New theoretical work finally paves the way to viable fusion reactors and abundant energy for all.
A team of physicists from the U.S. Department of Energy’s Princeton Plasma Physics Laboratory (PPPL) at Princeton University’s Forrestal Campus, New Jersey, may have finally solved a long-standing problem in physics — how to tame fusion for energy production. Their work lays down the groundwork needed to stabilize the temperature and density levels of plasma in fusion reactors, an issue that plagued past efforts in this field.
Wild and energetic
Plasma is one of the four natural states of matter. That may sound confusing since we’re all thought that stuff is either a gas, a liquid, or a solid, but there’s a good explanation for this: plasma is such a violent and energetic state of matter that it simply doesn’t exist freely on Earth. It is, however, the stuff that most stars are made of.
Think of plasma as a soup, only instead of veggies, it’s full of protons and electrons (essentially, highly-energized hydrogen atoms) that smack together to create helium. For a less-culinary explanation, see here. This process requires a lot of energy to get going — you need to heat the hydrogen to about 100 million degrees Celsius — but will generate monumental amounts of energy if you manage to keep it running.
It’s easy to understand, then, why fusion is often hailed as the harbinger of infinite, free energy for everybody — ever. So far, we’ve successfully recreated plasma in fusion reactors — the donut-shaped tokamaks or funky stellarators, for example — but we’ve yet to find a way of keeping this super-heated soup of charged particles stable for more than a few seconds.
One of the biggest hurdles we’ve encountered is that plasma in fusion reactors tends to fluctuate wildly in terms of temperature and density. Such turbulence is very dangerous, as any inkling of runaway plasma will eat through a reactor’s wall like a lightsaber through butter. Faced with such odds, researchers have little choice but to shut down experimental reactions before they run amok.
The most frustrating thing is that we know what we have to do, but not how to do it. We need to contain the plasma in an orderly fashion and keep the reaction going long enough for it to start being net-energy-positive — i.e. generate more energy than we put in.
Stars can cash in on their sheer mass to press plasma into playing nice, but we don’t have that luxury. Instead, we use massively-powerful magnetic fields (some 20,000 times stronger than that of the Earth) to keep it away from the reactor’s walls.
Go with the flow
This is where the present paper comes in. Certain types of plasma flows (like those inside stars) have been found to be very stable over time, without dangerous turbulence. We didn’t know how to make plasma flow like this, but the PPPL researchers report it comes down to a mechanism called magnetic flux pumping forcing the flow at the core of the plasma body to stay stable.
According to the flow simulations the team ran, magnetic flux pumping can take place in hybrid scenarios — a mix of the standard flow regimes currently known from theoretical and experimental models.
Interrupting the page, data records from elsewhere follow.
//! # Authentication Configuration Module
//!
//! JWT 토큰 발급/검증에 필요한 설정을 관리합니다.
//!
//! 액세스 토큰과 리프레시 토큰은 서로 다른 비밀키로 서명됩니다.
//! 한쪽 키가 노출되어도 다른 종류의 토큰을 위조할 수 없습니다.
//!
//! ## 환경 변수
//!
//! ```bash
//! export JWT_ISSUER="member-auth-service"
//! export JWT_ACCESS_SECRET="access-token-signing-key"
//! export JWT_REFRESH_SECRET="refresh-token-signing-key"
//! export JWT_ACCESS_EXPIRATION_MINUTES="10"
//! export JWT_REFRESH_EXPIRATION_DAYS="30"
//! ```
//!
//! ## 사용 예제
//!
//! ```rust,ignore
//! use crate::config::{JwtConfig, JwtSettings};
//!
//! let minutes = JwtConfig::access_expiration_minutes();
//! let settings = JwtSettings::from_env();
//! ```

use std::env;

/// 토큰 발급자 기본값
pub const DEFAULT_ISSUER: &str = "member-auth-service";

/// 액세스 토큰 기본 만료 시간 (분)
pub const DEFAULT_ACCESS_EXPIRATION_MINUTES: i64 = 10;

/// 리프레시 토큰 기본 만료 시간 (일)
pub const DEFAULT_REFRESH_EXPIRATION_DAYS: i64 = 30;

/// JSON Web Token (JWT) 관련 설정을 환경 변수에서 읽는 구조체
///
/// ## 권장 설정값
///
/// - **액세스 토큰**: 10분. 매 요청마다 검증되는 짧은 수명 자격 증명
/// - **리프레시 토큰**: 30일. Redis에 저장되어 로그아웃 시 폐기됨
pub struct JwtConfig;

impl JwtConfig {
    /// 토큰의 `iss` 클레임에 들어갈 발급자를 반환합니다.
    ///
    /// 검증 시 발급자가 다르면 유효하지 않은 토큰으로 취급합니다.
    pub fn issuer() -> String {
        env::var("JWT_ISSUER").unwrap_or_else(|_| DEFAULT_ISSUER.to_string())
    }

    /// 액세스 토큰 서명 비밀키를 반환합니다.
    ///
    /// # 기본값
    ///
    /// 환경 변수가 없으면 개발용 기본값을 사용하며 경고 로그를 남깁니다.
    ///
    /// # 키 생성 예제
    ///
    /// ```bash
    /// openssl rand -base64 64
    /// ```
    pub fn access_secret() -> String {
        env::var("JWT_ACCESS_SECRET").unwrap_or_else(|_| {
            log::warn!("JWT_ACCESS_SECRET not set, using default (not secure for production!)");
            "dev-access-token-secret-change-me".to_string()
        })
    }

    /// 리프레시 토큰 서명 비밀키를 반환합니다.
    pub fn refresh_secret() -> String {
        env::var("JWT_REFRESH_SECRET").unwrap_or_else(|_| {
            log::warn!("JWT_REFRESH_SECRET not set, using default (not secure for production!)");
            "dev-refresh-token-secret-change-me".to_string()
        })
    }

    /// 액세스 토큰 만료 시간을 분 단위로 반환합니다.
    ///
    /// # 기본값
    ///
    /// 10분. 0 이하이거나 숫자가 아니면 기본값을 사용합니다.
    pub fn access_expiration_minutes() -> i64 {
        parse_positive(
            env::var("JWT_ACCESS_EXPIRATION_MINUTES").ok().as_deref(),
            DEFAULT_ACCESS_EXPIRATION_MINUTES,
        )
    }

    /// 리프레시 토큰 만료 시간을 일 단위로 반환합니다.
    ///
    /// Redis에 저장되는 `RT:<memberId>` 키의 만료 시간도 이 값을 따릅니다.
    ///
    /// # 기본값
    ///
    /// 30일
    pub fn refresh_expiration_days() -> i64 {
        parse_positive(
            env::var("JWT_REFRESH_EXPIRATION_DAYS").ok().as_deref(),
            DEFAULT_REFRESH_EXPIRATION_DAYS,
        )
    }
}

/// 토큰 서비스가 사용하는 JWT 설정 스냅샷
///
/// 부팅 시 한 번 `from_env()`로 만들고, 테스트에서는 직접 값을 채워 사용합니다.
#[derive(Debug, Clone)]
pub struct JwtSettings {
    pub issuer: String,
    pub access_secret: String,
    pub refresh_secret: String,
    pub access_ttl_seconds: i64,
    pub refresh_ttl_seconds: i64,
}

impl JwtSettings {
    /// 환경 변수에서 JWT 설정을 읽어옵니다.
    pub fn from_env() -> Self {
        Self {
            issuer: JwtConfig::issuer(),
            access_secret: JwtConfig::access_secret(),
            refresh_secret: JwtConfig::refresh_secret(),
            access_ttl_seconds: lifetime_seconds(
                JwtConfig::access_expiration_minutes(),
                SECONDS_PER_MINUTE,
                DEFAULT_ACCESS_EXPIRATION_MINUTES,
            ),
            refresh_ttl_seconds: lifetime_seconds(
                JwtConfig::refresh_expiration_days(),
                SECONDS_PER_DAY,
                DEFAULT_REFRESH_EXPIRATION_DAYS,
            ),
        }
    }
}

const SECONDS_PER_MINUTE: i64 = 60;
const SECONDS_PER_DAY: i64 = 24 * 60 * 60;

/// 토큰 수명 상한 (100년). `iat + ttl`이 i64 범위를 넘지 않도록 제한합니다.
const MAX_LIFETIME_SECONDS: i64 = 100 * 365 * SECONDS_PER_DAY;

/// 단위 값을 초로 변환합니다. 상한을 넘으면 경고 후 기본값을 사용합니다.
fn lifetime_seconds(value: i64, unit_seconds: i64, default: i64) -> i64 {
    match value.checked_mul(unit_seconds) {
        Some(seconds) if seconds <= MAX_LIFETIME_SECONDS => seconds,
        _ => {
            log::warn!(
                "토큰 수명 {} x {}초가 허용 범위를 넘어 기본값 {}을 사용합니다",
                value,
                unit_seconds,
                default
            );
            default * unit_seconds
        }
    }
}

fn parse_positive(raw: Option<&str>, default: i64) -> i64 {
    raw.and_then(|value| value.trim().parse::<i64>().ok())
        .filter(|value| *value > 0)
        .unwrap_or(default)
}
These standard regimes include high-confinement mode (H-mode) and low-confinement mode (L-mode).
In L-mode, an electrically-balanced scenario — meaning it has a perfect ratio of positive to negative charged-particles — formed at lower temperatures, turbulence allows the plasma to leak away some of its energy. L-mode is unstable as high-temperature plasma at the core is thrown out to the surface, destabilizing the reaction. If this mode can be surpassed and the reaction enters H-mode, the overall temperature of the plasma body is increased and the reaction stabilizes. H-mode is an energy-imbalanced mode, but the plasma is kept stable and confined by electrical fields it itself generates (T. Kobayashi et al., Nature, 2016).
In a hybrid scenario, however, the flow is kept orderly only at the plasma body’s core. This generates an effect similar to that encountered inside the Earth, the team reports, where the solid iron core acts as a ‘mixer’, generating a magnetic field. The interactions between this field, the one applied by the generator, and the two types of plasma flow stabilize the reaction.
Even better, this magnetic flux pumping mechanism is self-regulating, the simulations show. If the mixer becomes too strong, the plasma’s current drops just below the point where it would go haywire.
And, even better #2, the authors suggest that ITER — widely held to be the most ambitious nuclear fusion project, currently under construction in Provence, France — may be suited to experiment with developing magnetic flux pumping by using the same hardware it employs to heat up the plasma.
The paper “Magnetic flux pumping in 3D nonlinear magnetohydrodynamic simulations” has been published in the journal Physics of Plasmas.